Let's imagine there's 200 people interviewed and 20 are going to be selected. After these interviews, you sit, unbeknownst to you, but knownst to the committee, at number 21. Do you think that thank you e-mail is going to put you over the top and knock #20 off the to-hire list? Because if it did - (say, of the 20 hired, 10 of them all tell their friends they sent thank-you emails andthey tell co-workers and other random people on the internet) the next thing you know is the committees are going to start getting gifts and fruit baskets and moviepass coupons, and then from there it goes to bottles of wine and liquor and money trees and envelopes under the table.


----------



## BillyMac59 (Sep 12, 2019)

I can't believe this....a thank you is merely that; a thank you. To extrapolate that to some seemingly limitless bribe is a heck of a stretch.


----------



## Electriken01 (Sep 19, 2020)

ValeoBill said:


> I can't believe this....a thank you is merely that; a thank you. To extrapolate that to some seemingly limitless bribe is a heck of a stretch.


Agreed. I think its common decency. I thank the waiter at a restaurant so why would I not thank people who took the time to interview me that can potentially change my future.

Still a bit torn about this. I'm not saying im trying to bribe or anything but I do want to show how much this means to me to the committee.


----------



## LGLS (Nov 10, 2007)

Electriken01 said:


> Agreed. I think its common decency. I thank the waiter at a restaurant so why would I not thank people who took the time to interview me that can potentially change my future.
> 
> Still a bit torn about this. I'm not saying im trying to bribe or anything but I do want to show how much this means to me to the committee.


And I'm saying you're trying to worm your way in, and If I'm on that committee, it'll be to your detriment, not your advantage. You shook hands and thanked them when it was over. In person. This means just as much to everyone else who was interviewed too. You're looking for a leg up, and it's obvious.


----------



## BillyMac59 (Sep 12, 2019)

Some people see the glass half-full, others see it half empty...let's just say our opinions are about 180' apart...neither necessarily wrong; just different


----------



## ohm it hertz (Dec 2, 2020)

LawnGuyLandSparky said:


> And I'm saying you're trying to worm your way in, and If I'm on that committee, it'll be to your detriment, not your advantage. You shook hands and thanked them when it was over. In person. This means just as much to everyone else who was interviewed too. You're looking for a leg up, and it's obvious.

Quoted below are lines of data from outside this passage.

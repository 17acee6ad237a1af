// Copyright (c) Microsoft Corporation.
// Licensed under the MIT License.

#![cfg(test)]

use anyhow::Result;
use tyck::*;

#[test]
fn generated_names_are_deterministic() -> Result<()> {
    let first = interface(fields! {
        "zeta_gen" => string(),
        "alpha_gen" => integer(),
    })?;
    let second = interface(fields! {
        "alpha_gen" => integer().positive(),
        "zeta_gen" => string().min(3),
    })?;

    assert_eq!(first.name(), second.name());
    assert!(first.name().starts_with("Interface_"));
    assert_eq!(first.name().len(), "Interface_".len() + 8);
    assert_eq!(first.name(), &generated_name(["alpha_gen", "zeta_gen"]));

    // Same name, distinct types.
    assert_ne!(first, second);
    assert_eq!(first, first.clone());
    Ok(())
}

#[test]
fn generated_name_of_known_fields() -> Result<()> {
    // sha256("a_b") = 648fa9b3...
    assert_eq!(&*generated_name(["b", "a"]), "Interface_648fa9b3");
    Ok(())
}

#[test]
fn fields_keep_declaration_order() -> Result<()> {
    let schema = Interface::new()
        .name("OrderedFields")
        .field("c", string())
        .field("a", integer())
        .field("b", boolean())
        .build()?;
    assert_eq!(schema.field_names(), vec!["c", "a", "b"]);
    Ok(())
}

#[test]
fn empty_definitions() -> Result<()> {
    let r = Interface::new().name("EmptyRejected").build();
    assert_eq!(
        r.unwrap_err(),
        SchemaError::EmptyDefinition("EmptyRejected".into())
    );

    let schema = Interface::new().name("EmptyAllowed").allow_empty().build()?;
    assert!(schema.fields().is_empty());
    assert!(schema.validate(&Value::new_object()).is_ok());
    Ok(())
}

#[test]
fn duplicate_fields() -> Result<()> {
    let r = Interface::new()
        .name("DuplicateRejected")
        .field("a", string())
        .field("b", string())
        .field("a", integer())
        .build();
    assert_eq!(r.unwrap_err(), SchemaError::DuplicateField("a".into()));

    let schema = Interface::new()
        .name("DuplicateLastWins")
        .field("a", string())
        .field("b", string())
        .field("a", integer())
        .on_collision(Collision::LastWins)
        .build()?;
    assert_eq!(schema.field_names(), vec!["a", "b"]);
    assert_eq!(schema.field("a").map(|f| &f.ty), Some(&Type::Integer));
    Ok(())
}

#[test]
fn invalid_names() -> Result<()> {
    let r = Interface::new().name("   ").field("a", string()).build();
    assert!(matches!(r, Err(SchemaError::InvalidName(_))));
    Ok(())
}

#[test]
fn unrecognized_definitions_abort_synthesis() -> Result<()> {
    let r = Interface::new()
        .name("AbortedSynthesis")
        .field("ok", string())
        .field("bad", FieldDefinition::named("NotARealTypeName"))
        .build();
    let e = r.unwrap_err();
    assert!(matches!(e, SchemaError::UnrecognizedDefinition { .. }));
    assert!(e.to_string().contains("'bad'"));
    Ok(())
}

#[test]
fn mixed_definition_shapes() -> Result<()> {
    let address = model("ShapesAddress").field("city", string()).build()?;
    let schema = interface(fields! {
        "name" => string().min(1),
        "age" => Primitive::Int,
        "home" => &address,
        "tags" => Value::from(vec![Value::from("new")]),
        "score" => FieldDefinition::named("float"),
        "raw" => Field::new(Type::Any),
    })?;

    assert_eq!(schema.field("age").map(|f| &f.ty), Some(&Type::Integer));
    assert_eq!(
        schema.field("home").map(|f| &f.ty),
        Some(&Type::Model(address))
    );
    assert!(schema.field("tags").is_some_and(|f| !f.is_required()));

    let instance = schema.validate(&Value::from_json_str(
        r#"{"name": "Ada", "age": 36, "home": {"city": "London"}, "score": 1, "raw": [1]}"#,
    )?)?;
    assert_eq!(instance.get("tags"), Some(&Value::from(vec![Value::from("new")])));
    assert_eq!(instance.get("score"), Some(&Value::from(1.0)));
    Ok(())
}

#[test]
fn base_schema_is_inherited() -> Result<()> {
    let base = model("InheritBase")
        .field("id", integer())
        .field("kind", string().default("base"))
        .check("id", |v| v != &Value::from(0), Some("id must not be zero"))
        .config(Config::new().extra(Extra::Forbid).frozen(true))
        .build()?;

    let child = Interface::new()
        .name("InheritChild")
        .base(&base)
        .field("kind", string().default("child"))
        .field("label", string())
        .config(Config::new().frozen(false))
        .build()?;

    assert_eq!(child.field_names(), vec!["id", "kind", "label"]);
    assert_eq!(child.parent(), Some(&base));
    assert!(child.is_derived_from(&base));
    assert!(!base.is_derived_from(&child));
    assert_eq!(child.config().extra_policy(), Extra::Forbid);
    assert!(!child.config().is_frozen());

    let instance = child.validate(&Value::from_json_str(r#"{"id": 1, "label": "x"}"#)?)?;
    assert_eq!(instance.get("kind"), Some(&Value::from("child")));

    let errors = child
        .validate(&Value::from_json_str(r#"{"id": 0, "label": "x"}"#)?)
        .unwrap_err();
    assert_eq!(errors.paths(), vec!["id"]);
    Ok(())
}

#[test]
fn docs_and_registry() -> Result<()> {
    let schema = Interface::new()
        .name("RegistryDocumented")
        .doc("Kept on the type")
        .field("a", string())
        .build()?;

    assert_eq!(schema.doc(), Some("Kept on the type"));
    assert_eq!(
        schema::registry::schemas::get("RegistryDocumented"),
        Some(schema.clone())
    );
    assert_eq!(
        schema::registry::schemas::register(schema.clone()),
        Err(SchemaError::AlreadyRegistered("RegistryDocumented".into()))
    );
    Ok(())
}

#[test]
fn validators_and_checks() -> Result<()> {
    let schema = Interface::new()
        .name("InterfaceChecks")
        .field("name", string())
        .check("name", |v| matches!(v, Value::String(s) if !s.contains(' ')), None)
        .validator("name", |v| match v {
            Value::String(s) => Ok(Value::from(s.to_uppercase())),
            _ => Ok(v.clone()),
        })
        .build()?;

    let instance = schema.validate(&Value::object([("name", "ada")]))?;
    assert_eq!(instance.get("name"), Some(&Value::from("ADA")));

    let long = "x ".repeat(40);
    let errors = schema
        .validate(&Value::object([("name", long.as_str())]))
        .unwrap_err();
    let message = errors.errors()[0].to_string();
    assert!(message.contains("Validation failed for field 'name'. Received value: "));
    assert!(message.ends_with("..."));
    Ok(())
}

I once sent a thank you email after an interview and offered to demonstrate my abilities unpaid as a good gesture. I got the job.


----------



## SWDweller (Dec 9, 2020)

Send a thank you, I would not. I would find the members when you start. A handshake or personal thank you means much more to me. Than a card sent to the group. 
I do not like the concept of looking needy.


----------



## Electriken01 (Sep 19, 2020)

Fair enough. I will wait In that case and let them contact me first.


----------



## brian john (Mar 11, 2007)

ohm it hertz said:


> I once sent a thank you email after an interview and offered to demonstrate my abilities unpaid as a good gesture. I got the job.


In the union, they would lynch you for this offer.


----------



## ohm it hertz (Dec 2, 2020)

brian john said:


> In the union, they would lynch you for this offer.


I have no doubt. I should clarify this wasn't related to construction, it was a filler job doing computer work. Now the computers build themselves and charge me to swipe a customer's card, weird.


----------